"""

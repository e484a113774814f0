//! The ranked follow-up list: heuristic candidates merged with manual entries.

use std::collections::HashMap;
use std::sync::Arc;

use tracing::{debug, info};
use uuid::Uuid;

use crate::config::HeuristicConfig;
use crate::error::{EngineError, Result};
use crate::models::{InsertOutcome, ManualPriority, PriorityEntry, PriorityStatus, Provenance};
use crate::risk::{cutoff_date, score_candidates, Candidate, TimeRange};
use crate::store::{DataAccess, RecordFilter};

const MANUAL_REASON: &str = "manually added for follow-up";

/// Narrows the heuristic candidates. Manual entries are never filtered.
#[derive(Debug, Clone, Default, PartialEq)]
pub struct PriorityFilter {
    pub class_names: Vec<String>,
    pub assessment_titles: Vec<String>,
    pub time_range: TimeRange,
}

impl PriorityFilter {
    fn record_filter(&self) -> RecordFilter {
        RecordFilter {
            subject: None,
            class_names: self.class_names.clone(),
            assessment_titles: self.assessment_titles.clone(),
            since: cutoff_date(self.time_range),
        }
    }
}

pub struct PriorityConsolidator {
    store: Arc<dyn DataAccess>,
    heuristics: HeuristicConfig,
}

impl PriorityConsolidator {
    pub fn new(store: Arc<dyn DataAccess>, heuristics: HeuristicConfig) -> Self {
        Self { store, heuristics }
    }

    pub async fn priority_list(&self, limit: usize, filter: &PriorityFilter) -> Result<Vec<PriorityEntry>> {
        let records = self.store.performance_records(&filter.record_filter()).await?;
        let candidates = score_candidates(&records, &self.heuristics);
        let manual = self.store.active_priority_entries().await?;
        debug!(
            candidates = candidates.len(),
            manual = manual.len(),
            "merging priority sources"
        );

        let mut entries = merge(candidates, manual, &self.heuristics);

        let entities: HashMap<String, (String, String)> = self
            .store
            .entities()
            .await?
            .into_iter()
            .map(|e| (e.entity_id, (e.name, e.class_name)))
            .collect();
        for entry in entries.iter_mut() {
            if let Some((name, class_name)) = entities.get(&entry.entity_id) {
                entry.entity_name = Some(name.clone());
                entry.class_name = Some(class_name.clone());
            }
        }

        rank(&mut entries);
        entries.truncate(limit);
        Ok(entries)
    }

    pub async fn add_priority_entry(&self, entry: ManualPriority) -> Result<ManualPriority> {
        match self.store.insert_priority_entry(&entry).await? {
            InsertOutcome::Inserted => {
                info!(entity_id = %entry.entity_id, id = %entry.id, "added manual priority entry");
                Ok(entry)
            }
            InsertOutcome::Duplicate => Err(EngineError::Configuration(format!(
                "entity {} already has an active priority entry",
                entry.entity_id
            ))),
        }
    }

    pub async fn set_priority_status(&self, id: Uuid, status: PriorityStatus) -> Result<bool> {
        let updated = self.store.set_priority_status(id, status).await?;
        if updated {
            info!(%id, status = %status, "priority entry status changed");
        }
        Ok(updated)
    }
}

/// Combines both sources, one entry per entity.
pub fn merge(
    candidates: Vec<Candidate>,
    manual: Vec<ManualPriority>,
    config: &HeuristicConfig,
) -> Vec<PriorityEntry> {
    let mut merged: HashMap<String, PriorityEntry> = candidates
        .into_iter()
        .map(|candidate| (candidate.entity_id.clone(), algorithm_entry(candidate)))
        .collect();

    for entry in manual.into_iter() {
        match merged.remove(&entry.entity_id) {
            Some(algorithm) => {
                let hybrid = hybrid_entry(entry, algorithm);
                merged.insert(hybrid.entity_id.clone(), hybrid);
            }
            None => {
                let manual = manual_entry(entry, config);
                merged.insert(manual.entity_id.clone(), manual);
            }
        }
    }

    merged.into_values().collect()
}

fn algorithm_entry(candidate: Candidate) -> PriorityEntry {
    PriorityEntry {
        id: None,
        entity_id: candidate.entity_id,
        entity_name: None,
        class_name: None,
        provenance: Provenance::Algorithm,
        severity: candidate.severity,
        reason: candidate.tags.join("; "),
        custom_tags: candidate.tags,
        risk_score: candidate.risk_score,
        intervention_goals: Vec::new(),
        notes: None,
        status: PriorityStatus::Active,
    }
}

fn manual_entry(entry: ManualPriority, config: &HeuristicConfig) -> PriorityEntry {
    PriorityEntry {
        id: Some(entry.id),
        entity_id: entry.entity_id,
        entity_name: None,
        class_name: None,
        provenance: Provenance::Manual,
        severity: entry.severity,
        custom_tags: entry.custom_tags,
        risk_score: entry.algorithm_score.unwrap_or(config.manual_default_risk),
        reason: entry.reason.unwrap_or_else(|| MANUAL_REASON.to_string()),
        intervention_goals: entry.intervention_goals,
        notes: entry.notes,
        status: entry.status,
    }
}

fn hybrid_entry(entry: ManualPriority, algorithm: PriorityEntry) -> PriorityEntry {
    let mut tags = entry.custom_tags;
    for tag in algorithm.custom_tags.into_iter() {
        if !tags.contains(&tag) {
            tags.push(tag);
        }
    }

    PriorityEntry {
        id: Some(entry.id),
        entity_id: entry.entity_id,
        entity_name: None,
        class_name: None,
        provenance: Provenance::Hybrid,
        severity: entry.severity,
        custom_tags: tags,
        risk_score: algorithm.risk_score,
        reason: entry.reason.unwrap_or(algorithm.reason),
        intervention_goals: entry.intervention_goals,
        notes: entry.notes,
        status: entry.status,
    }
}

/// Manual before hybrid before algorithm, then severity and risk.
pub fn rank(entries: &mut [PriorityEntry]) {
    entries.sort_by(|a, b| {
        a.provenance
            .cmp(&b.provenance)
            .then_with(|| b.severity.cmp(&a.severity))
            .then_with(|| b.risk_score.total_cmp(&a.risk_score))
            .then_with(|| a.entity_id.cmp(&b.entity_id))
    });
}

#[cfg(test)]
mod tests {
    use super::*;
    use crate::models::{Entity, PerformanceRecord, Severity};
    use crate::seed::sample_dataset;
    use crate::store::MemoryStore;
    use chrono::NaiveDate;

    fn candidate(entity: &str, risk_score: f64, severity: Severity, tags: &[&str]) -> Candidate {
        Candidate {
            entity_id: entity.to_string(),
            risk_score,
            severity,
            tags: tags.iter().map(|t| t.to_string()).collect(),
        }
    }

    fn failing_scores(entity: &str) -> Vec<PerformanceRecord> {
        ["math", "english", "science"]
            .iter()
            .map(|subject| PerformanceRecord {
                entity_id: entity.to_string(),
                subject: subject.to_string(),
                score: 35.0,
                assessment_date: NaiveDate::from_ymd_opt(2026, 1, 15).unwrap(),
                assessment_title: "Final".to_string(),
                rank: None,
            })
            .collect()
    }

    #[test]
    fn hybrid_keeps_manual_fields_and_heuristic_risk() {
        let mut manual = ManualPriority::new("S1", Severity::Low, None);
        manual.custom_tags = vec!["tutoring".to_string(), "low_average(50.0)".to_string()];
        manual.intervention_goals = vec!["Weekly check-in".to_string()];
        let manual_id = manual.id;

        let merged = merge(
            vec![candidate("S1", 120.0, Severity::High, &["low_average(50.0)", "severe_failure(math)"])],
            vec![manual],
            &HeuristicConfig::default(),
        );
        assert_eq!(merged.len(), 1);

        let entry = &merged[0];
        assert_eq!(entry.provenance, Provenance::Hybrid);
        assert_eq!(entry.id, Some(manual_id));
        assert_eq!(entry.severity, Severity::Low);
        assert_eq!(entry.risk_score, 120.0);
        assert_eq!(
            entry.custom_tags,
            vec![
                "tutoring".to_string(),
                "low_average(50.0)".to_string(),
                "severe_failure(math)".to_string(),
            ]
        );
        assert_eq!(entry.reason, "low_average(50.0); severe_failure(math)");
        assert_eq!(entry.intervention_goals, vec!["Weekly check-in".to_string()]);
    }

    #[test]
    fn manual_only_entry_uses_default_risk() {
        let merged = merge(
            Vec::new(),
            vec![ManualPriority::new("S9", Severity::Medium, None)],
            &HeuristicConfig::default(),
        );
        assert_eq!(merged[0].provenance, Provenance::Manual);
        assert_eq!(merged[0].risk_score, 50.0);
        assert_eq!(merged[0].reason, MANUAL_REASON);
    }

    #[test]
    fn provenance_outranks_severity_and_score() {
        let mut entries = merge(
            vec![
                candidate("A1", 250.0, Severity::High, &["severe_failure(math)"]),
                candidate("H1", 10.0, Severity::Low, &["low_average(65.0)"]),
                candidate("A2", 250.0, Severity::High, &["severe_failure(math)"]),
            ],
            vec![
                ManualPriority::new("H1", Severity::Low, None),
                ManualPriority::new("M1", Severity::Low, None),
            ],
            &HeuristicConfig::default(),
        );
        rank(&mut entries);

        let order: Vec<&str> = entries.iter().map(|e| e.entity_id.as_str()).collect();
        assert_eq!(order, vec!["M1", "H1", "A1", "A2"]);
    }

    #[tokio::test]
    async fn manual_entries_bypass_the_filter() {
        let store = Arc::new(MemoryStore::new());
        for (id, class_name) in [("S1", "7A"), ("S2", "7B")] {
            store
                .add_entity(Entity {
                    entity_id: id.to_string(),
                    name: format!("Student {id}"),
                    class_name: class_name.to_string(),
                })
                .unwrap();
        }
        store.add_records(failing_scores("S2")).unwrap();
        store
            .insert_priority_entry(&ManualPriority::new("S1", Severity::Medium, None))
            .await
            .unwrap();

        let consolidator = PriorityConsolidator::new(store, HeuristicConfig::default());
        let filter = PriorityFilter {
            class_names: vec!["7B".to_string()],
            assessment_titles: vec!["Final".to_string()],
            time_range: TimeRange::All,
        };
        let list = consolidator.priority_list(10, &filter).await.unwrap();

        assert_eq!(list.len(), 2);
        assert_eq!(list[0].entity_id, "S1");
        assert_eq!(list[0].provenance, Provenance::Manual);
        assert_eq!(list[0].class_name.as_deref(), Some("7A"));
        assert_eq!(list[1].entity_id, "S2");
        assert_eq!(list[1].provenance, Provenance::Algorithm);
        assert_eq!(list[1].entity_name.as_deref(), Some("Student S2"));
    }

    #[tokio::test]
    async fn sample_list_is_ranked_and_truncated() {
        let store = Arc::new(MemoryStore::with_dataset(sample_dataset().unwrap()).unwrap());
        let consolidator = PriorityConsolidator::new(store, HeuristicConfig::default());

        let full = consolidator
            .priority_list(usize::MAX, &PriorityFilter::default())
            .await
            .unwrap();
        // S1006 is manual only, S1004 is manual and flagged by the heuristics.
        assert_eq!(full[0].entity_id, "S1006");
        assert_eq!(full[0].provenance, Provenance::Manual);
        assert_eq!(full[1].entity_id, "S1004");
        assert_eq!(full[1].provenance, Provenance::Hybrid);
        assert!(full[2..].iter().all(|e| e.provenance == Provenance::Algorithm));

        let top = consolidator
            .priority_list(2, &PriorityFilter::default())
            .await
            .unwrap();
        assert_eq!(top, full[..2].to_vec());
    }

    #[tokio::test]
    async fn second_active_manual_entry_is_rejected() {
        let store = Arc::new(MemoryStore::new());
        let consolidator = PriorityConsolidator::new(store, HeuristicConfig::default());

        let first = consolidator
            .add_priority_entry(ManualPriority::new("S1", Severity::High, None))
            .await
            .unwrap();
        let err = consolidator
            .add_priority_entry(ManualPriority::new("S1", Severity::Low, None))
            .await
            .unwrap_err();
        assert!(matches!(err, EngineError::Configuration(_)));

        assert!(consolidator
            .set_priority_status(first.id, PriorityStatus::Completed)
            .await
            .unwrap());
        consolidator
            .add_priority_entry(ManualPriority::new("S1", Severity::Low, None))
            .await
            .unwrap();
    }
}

"""

Your instructions »
Please report every line in the entries above that holds the string "Medium".

Exercise result »
            vec![ManualPriority::new("S9", Severity::Medium, None)],
            .insert_priority_entry(&ManualPriority::new("S1", Severity::Medium, None))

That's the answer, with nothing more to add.